Output from the Organization of Petroleum Exporting Countries rose 890,000 barrels a day to 31.02 million in March, the biggest gain since June 2011, the Paris-based International Energy Agency said Wednesday. Such a production increase could mute the impact on prices of a U.S. pullback.

ConocoPhillips Chairman and Chief Executive Officer Ryan Lance said last week in an interview at Bloomberg headquarters in New York that the company was shifting its focus to shale over big energy mega-projects, preferring opportunities that offer flexibility amid market fluctuations.

The company can turn a profit on its U.S. and Canadian wells with prices of $50 a barrel or less, according to analyses by consultants ITG Investment Research, Wood Mackenzie Ltd. and Rystad Energy. ConocoPhillips is expected to report profit excluding one-time items of 2 cents a share on April 30, and EOG an adjusted loss of less than 1 cent a share early next month.

Among specific companies, the potential for improvement varies greatly. SM Energy Co., which specializes in Eagle Ford wells, is expected to see costs of $32.52 a barrel. Penn Virginia Corp., which also drills there, still has costs of $135.55 a barrel when debt is factored in. Antero Resources Corp., which drills in Appalachia, has costs of less than $18 a barrel because of the productivity of its wells, according to the report.

The U.S. Energy Information Administration’s most recent report about the per-well output from shale rigs showed continuing productivity gains. Across the seven major shale-producing regions, oil output from new wells is expected to rise 3 percent in May compared with April. In the Permian basin, the largest producing formation in the U.S., the gain was more than 10 percent, the EIA said.

Such improvements make wells more profitable as more oil or gas is sold from every drilling pad. A year ago, Eagle Ford rigs produced a little more than 500 barrels a day from each well. With prices over $100 a barrel, that represents about $50,000 in revenue per well.
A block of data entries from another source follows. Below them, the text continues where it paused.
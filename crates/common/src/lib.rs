//! Shared types for the phongview workspace.

mod types;

pub use types::Transform;
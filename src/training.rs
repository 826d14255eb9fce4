use crate::checkpoint::{
    load_model_with_config, load_optimizer_record, load_vocabularies, read_manifest,
    save_checkpoint, CheckpointContents, CheckpointMetrics,
};
use crate::config::{ExperimentConfig, LossKind, OptimizerKind, TrainSettings};
use crate::data::{ParallelCorpus, TranslationBatcher, TranslationDataset};
use crate::error::Result;
use crate::logger::{metrics, MetricSink, MultiSink};
use crate::metrics::{save_metrics, TrainingMetrics};
use crate::optim;
use crate::scoring::batch_scores;
use crate::transformer::{Transformer, TransformerConfig};
use crate::vocabulary::{Vocabulary, PAD_ID};
use burn::data::dataset::Dataset;
use burn::module::AutodiffModule;
use burn::nn::loss::CrossEntropyLossConfig;
use burn::optim::{GradientsParams, Optimizer};
use burn::prelude::*;
use burn::tensor::backend::AutodiffBackend;
use burn::tensor::ElementConversion;
use std::path::PathBuf;

// ===== 損失関数 =====

/// probabilities: [N, vocab]（Decoderのsoftmax出力）、targets: [N]
///
/// cross-entropy はBurnの交差エントロピー（入力をロジットとして扱う）、
/// negative-log は入力をそのまま使い -p[target] を平均する。いずれもPADは無視する。
pub fn compute_loss<B: Backend>(
    kind: LossKind,
    label_smoothing: f32,
    probabilities: Tensor<B, 2>,
    targets: Tensor<B, 1, Int>,
) -> Tensor<B, 1> {
    let device = probabilities.device();

    match kind {
        LossKind::CrossEntropy => {
            let smoothing = (label_smoothing > 0.0).then_some(label_smoothing);
            CrossEntropyLossConfig::new()
                .with_pad_tokens(Some(vec![PAD_ID]))
                .with_smoothing(smoothing)
                .init(&device)
                .forward(probabilities, targets)
        }
        LossKind::NegativeLog => {
            let picked = probabilities
                .gather(1, targets.clone().unsqueeze_dim(1))
                .squeeze::<1>(1);
            let mask = targets.not_equal_elem(PAD_ID as i64).float();
            let count = mask.clone().sum().clamp_min(1.0);

            (picked * mask).sum().neg() / count
        }
    }
}

fn loss_name(kind: LossKind) -> &'static str {
    match kind {
        LossKind::CrossEntropy => "cross-entropy",
        LossKind::NegativeLog => "negative-log",
    }
}

/// 1エポック分の平均値
#[derive(Debug, Clone, Copy, Default, PartialEq)]
pub struct EpochStats {
    pub loss: f64,
    pub bleu: f64,
    pub nist: f64,
}

#[derive(Default)]
struct StatsAccumulator {
    loss: f64,
    bleu: f64,
    nist: f64,
    batches: usize,
}

impl StatsAccumulator {
    fn add(&mut self, loss: f64, bleu: f64, nist: f64) {
        self.loss += loss;
        self.bleu += bleu;
        self.nist += nist;
        self.batches += 1;
    }

    fn average(&self) -> EpochStats {
        if self.batches == 0 {
            return EpochStats::default();
        }
        let n = self.batches as f64;
        EpochStats {
            loss: self.loss / n,
            bleu: self.bleu / n,
            nist: self.nist / n,
        }
    }
}

/// 1エポックの訓練（Teacher Forcing）
pub fn train_epoch<B: AutodiffBackend, O: Optimizer<Transformer<B>, B>>(
    mut model: Transformer<B>,
    optimizer: &mut O,
    dataset: &TranslationDataset,
    settings: &TrainSettings,
    shuffle_seed: u64,
    device: &B::Device,
) -> Result<(Transformer<B>, EpochStats)> {
    let batcher = TranslationBatcher::<B>::new(device.clone());
    let mut stats = StatsAccumulator::default();

    for indices in dataset.batch_indices(settings.batch_size, Some(shuffle_seed)) {
        let batch = batcher.batch_from(dataset, &indices);

        // フォワードパス
        let output = model.forward(batch.source, batch.decoder_input)?;
        let [batch_size, target_len, vocab_size] = output.dims();

        // 損失計算
        let loss = compute_loss(
            settings.loss_function,
            settings.label_smoothing,
            output.clone().reshape([batch_size * target_len, vocab_size]),
            batch
                .decoder_target
                .clone()
                .reshape([batch_size * target_len]),
        );
        let (bleu, nist) = batch_scores(output, batch.decoder_target);

        // バックプロパゲーション
        let grads = loss.backward();
        let grads = GradientsParams::from_grads(grads, &model);

        // パラメータ更新（クリッピングはオプティマイザ側で適用）
        model = optimizer.step(settings.learning_rate, model, grads);

        stats.add(loss.into_scalar().elem::<f64>(), bleu, nist);
    }

    Ok((model, stats.average()))
}

/// 検証（Dropout無効、勾配なし）
pub fn validate_epoch<B: Backend>(
    model: &Transformer<B>,
    dataset: &TranslationDataset,
    settings: &TrainSettings,
    device: &B::Device,
) -> Result<EpochStats> {
    let batcher = TranslationBatcher::<B>::new(device.clone());
    let mut stats = StatsAccumulator::default();

    for indices in dataset.batch_indices(settings.batch_size, None) {
        let batch = batcher.batch_from(dataset, &indices);

        let output = model.forward(batch.source, batch.decoder_input)?;
        let [batch_size, target_len, vocab_size] = output.dims();

        let loss = compute_loss(
            settings.loss_function,
            settings.label_smoothing,
            output.clone().reshape([batch_size * target_len, vocab_size]),
            batch
                .decoder_target
                .clone()
                .reshape([batch_size * target_len]),
        );
        let (bleu, nist) = batch_scores(output, batch.decoder_target);

        stats.add(loss.into_scalar().elem::<f64>(), bleu, nist);
    }

    Ok(stats.average())
}

// ===== 早期終了 =====

/// エポック終了時の判定
#[derive(Debug, Clone, Copy, PartialEq, Eq)]
pub enum EpochOutcome {
    /// 検証BLEUが改善した（チェックポイントを保存する）
    Improved,
    /// 改善なし
    NoImprovement { patience_counter: usize },
    /// patienceに達した
    Stop,
}

/// 最良スコアとpatienceの状態
#[derive(Debug, Clone)]
pub struct TrainingSession {
    best_val_bleu: Option<f64>,
    patience_counter: usize,
    patience: usize,
    improvement_margin: f64,
    history: Vec<CheckpointMetrics>,
}

impl TrainingSession {
    pub fn new(patience: usize, improvement_margin: f64) -> Self {
        Self {
            best_val_bleu: None,
            patience_counter: 0,
            patience,
            improvement_margin,
            history: Vec::new(),
        }
    }

    /// チェックポイントから再開する場合の最良スコア
    pub fn with_best_val_bleu(mut self, best_val_bleu: f64) -> Self {
        self.best_val_bleu = Some(best_val_bleu);
        self
    }

    /// エポックの結果を記録し、改善・継続・終了を判定する
    pub fn observe(&mut self, metrics: CheckpointMetrics) -> EpochOutcome {
        let val_bleu = metrics.val_bleu;
        self.history.push(metrics);

        // 最初のエポックは常に保存する
        let improved = match self.best_val_bleu {
            Some(best) => val_bleu > best + self.improvement_margin,
            None => true,
        };
        if improved {
            self.best_val_bleu = Some(val_bleu);
            self.patience_counter = 0;
            return EpochOutcome::Improved;
        }

        self.patience_counter += 1;
        if self.patience_counter >= self.patience {
            EpochOutcome::Stop
        } else {
            EpochOutcome::NoImprovement {
                patience_counter: self.patience_counter,
            }
        }
    }

    pub fn best_val_bleu(&self) -> Option<f64> {
        self.best_val_bleu
    }

    pub fn patience_counter(&self) -> usize {
        self.patience_counter
    }

    pub fn history(&self) -> &[CheckpointMetrics] {
        &self.history
    }
}

// ===== 訓練ループ =====

/// 訓練に必要なもの一式
pub struct Trainer<B: AutodiffBackend> {
    config: ExperimentConfig,
    model_config: TransformerConfig,
    src_vocab: Vocabulary,
    tgt_vocab: Vocabulary,
    train_set: TranslationDataset,
    val_set: TranslationDataset,
    checkpoint_dir: PathBuf,
    device: B::Device,
}

/// 訓練結果
#[derive(Debug)]
pub struct TrainingReport<B: AutodiffBackend> {
    /// 最終エポック時点のモデル（最良モデルはチェックポイント側）
    pub model: Transformer<B>,
    pub metrics: TrainingMetrics,
    pub checkpoint_dir: PathBuf,
}

impl<B: AutodiffBackend> Trainer<B> {
    /// コーパスを読み込み、語彙・データセット・モデル構成を準備する
    pub fn new(config: ExperimentConfig, device: B::Device) -> Result<Self> {
        let data_settings = config.data_settings()?;
        let corpus = ParallelCorpus::load(data_settings)?;

        // 再開時は保存済みの語彙を使う
        let (src_vocab, tgt_vocab) = match config.checkpoint.resume_from() {
            Some(dir) => load_vocabularies(&dir)?,
            None => corpus.build_vocabularies(),
        };
        tracing::info!(
            "語彙サイズ: ソース {} / ターゲット {}",
            src_vocab.vocab_size(),
            tgt_vocab.vocab_size()
        );

        let dataset = TranslationDataset::new(
            &corpus,
            &src_vocab,
            &tgt_vocab,
            config.model.max_seq_length,
        );
        let (train_set, val_set) =
            dataset.split(data_settings.train_fraction, config.train.seed);
        tracing::info!(
            "訓練サンプル数: {} / 検証サンプル数: {}",
            train_set.len(),
            val_set.len()
        );

        let model_config =
            config.transformer_config(train_set.src_vocab_size(), train_set.tgt_vocab_size());
        let checkpoint_dir = config
            .checkpoint
            .directory
            .join(format!("{}_latest", config.logger.logger_name));

        Ok(Self {
            config,
            model_config,
            src_vocab,
            tgt_vocab,
            train_set,
            val_set,
            checkpoint_dir,
            device,
        })
    }

    /// オプティマイザを選んで訓練を実行する
    pub fn fit(&self, sink: &mut dyn MetricSink) -> Result<TrainingReport<B>> {
        let settings = &self.config.train;
        match settings.optimizer {
            OptimizerKind::Adam => self.run(optim::adam(settings), sink),
            OptimizerKind::AdamW => self.run(optim::adam_w(settings), sink),
            OptimizerKind::RAdam => self.run(optim::radam(settings), sink),
        }
    }

    fn run<O: Optimizer<Transformer<B>, B>>(
        &self,
        mut optimizer: O,
        sink: &mut dyn MetricSink,
    ) -> Result<TrainingReport<B>> {
        let settings = &self.config.train;
        B::seed(settings.seed);

        let mut session = TrainingSession::new(settings.patience, settings.improvement_margin);
        let mut starting_epoch = 1;

        // モデルの初期化または再開
        let mut model = match self.config.checkpoint.resume_from() {
            Some(dir) => {
                let manifest = read_manifest(&dir)?;
                let model = load_model_with_config::<B>(&dir, &self.model_config, &self.device)?;
                if let Some(record) = load_optimizer_record::<B, O::Record>(&dir, &self.device)? {
                    optimizer = optimizer.load_record(record);
                }
                starting_epoch = manifest.metrics.epoch + 1;
                session = session.with_best_val_bleu(manifest.metrics.val_bleu);
                tracing::info!(
                    "チェックポイントから再開: {} (epoch {})",
                    dir.display(),
                    starting_epoch
                );
                model
            }
            None => self.model_config.init::<B>(&self.device)?,
        };

        let epochs = settings.epochs;
        let mut stopped_early = false;
        let mut epochs_run = 0;
        tracing::info!(
            "訓練開始: {}エポック（オプティマイザ: {}, 損失: {}）",
            epochs,
            optim::optimizer_name(settings.optimizer),
            loss_name(settings.loss_function)
        );

        for epoch in starting_epoch..=epochs {
            let (trained, train_stats) = train_epoch(
                model,
                &mut optimizer,
                &self.train_set,
                settings,
                settings.seed.wrapping_add(epoch as u64),
                &self.device,
            )?;
            model = trained;

            let valid_model = model.valid();
            let val_stats = validate_epoch(&valid_model, &self.val_set, settings, &self.device)?;
            epochs_run += 1;

            let epoch_metrics = CheckpointMetrics {
                epoch,
                train_loss: train_stats.loss,
                val_loss: val_stats.loss,
                train_bleu: train_stats.bleu,
                val_bleu: val_stats.bleu,
                train_nist: train_stats.nist,
                val_nist: val_stats.nist,
            };

            sink.log(&metrics([
                ("epoch", epoch as f64),
                ("train_loss", train_stats.loss),
                ("val_loss", val_stats.loss),
                ("train_bleu", train_stats.bleu),
                ("val_bleu", val_stats.bleu),
                ("train_nist", train_stats.nist),
                ("val_nist", val_stats.nist),
            ]));
            tracing::info!(
                "Epoch {}/{}: train_loss = {:.6}, val_loss = {:.6}, train_bleu = {:.4}, val_bleu = {:.4}, train_nist = {:.4}, val_nist = {:.4}",
                epoch,
                epochs,
                train_stats.loss,
                val_stats.loss,
                train_stats.bleu,
                val_stats.bleu,
                train_stats.nist,
                val_stats.nist
            );

            match session.observe(epoch_metrics.clone()) {
                EpochOutcome::Improved => {
                    save_checkpoint(
                        &self.checkpoint_dir,
                        CheckpointContents {
                            model: &model,
                            model_config: &self.model_config,
                            optimizer: Some(optimizer.to_record()),
                            metrics: epoch_metrics,
                            src_vocab: &self.src_vocab,
                            tgt_vocab: &self.tgt_vocab,
                        },
                    )?;
                }
                EpochOutcome::NoImprovement { patience_counter } => {
                    tracing::debug!(
                        "検証BLEUの改善なし ({}/{})",
                        patience_counter,
                        settings.patience
                    );
                }
                EpochOutcome::Stop => {
                    tracing::info!(
                        "{}エポック改善がないため訓練を打ち切ります",
                        settings.patience
                    );
                    stopped_early = true;
                    break;
                }
            }
        }

        let training_metrics = TrainingMetrics {
            history: session.history().to_vec(),
            best_val_bleu: session.best_val_bleu().unwrap_or(0.0),
            epochs_run,
            stopped_early,
            learning_rate: settings.learning_rate,
            batch_size: settings.batch_size,
            optimizer: optim::optimizer_name(settings.optimizer).to_string(),
            loss_function: loss_name(settings.loss_function).to_string(),
        };

        let logger = &self.config.logger;
        let run_dir = logger
            .log_dir
            .join(&logger.project_name)
            .join(&logger.logger_name);
        save_metrics(
            &run_dir,
            &training_metrics,
            &self.model_config,
            &self.checkpoint_dir,
        )?;

        Ok(TrainingReport {
            model,
            metrics: training_metrics,
            checkpoint_dir: self.checkpoint_dir.clone(),
        })
    }
}

/// 設定ファイルの内容で訓練を実行する（tracing + JSONL に記録）
pub fn train_from_config<B: AutodiffBackend>(
    config: ExperimentConfig,
    device: B::Device,
) -> Result<TrainingReport<B>> {
    let mut sink = MultiSink::from_settings(&config.logger);
    let trainer = Trainer::<B>::new(config, device)?;
    trainer.fit(&mut sink)
}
Now, the output in the same formation is almost 750 barrels. With oil selling for $56.26, that’s $42,000 in revenue. Throw in a cost reduction and the profitability is comparable to a year ago. Further improvements to both costs and productivity per rig will create the doubling or tripling of profits in some regions, the Citi report says.

Profitability across the Eagle Ford formation, the most prolific shale area that spans South and East Texas, will surge 40 percent this year if productivity increases and cost cuts hold, according to the Citi report. For the richest areas in the basin, profits will go up more than 60 percent. Gains of 20 to 30 percent will take hold in North Dakota, West Texas and other areas.

Factoring in even the highest cost, least prolific wells, new drilling this year will turn a profit even at $50 a barrel as long as the industry continues its pace of productivity improvement, the report said.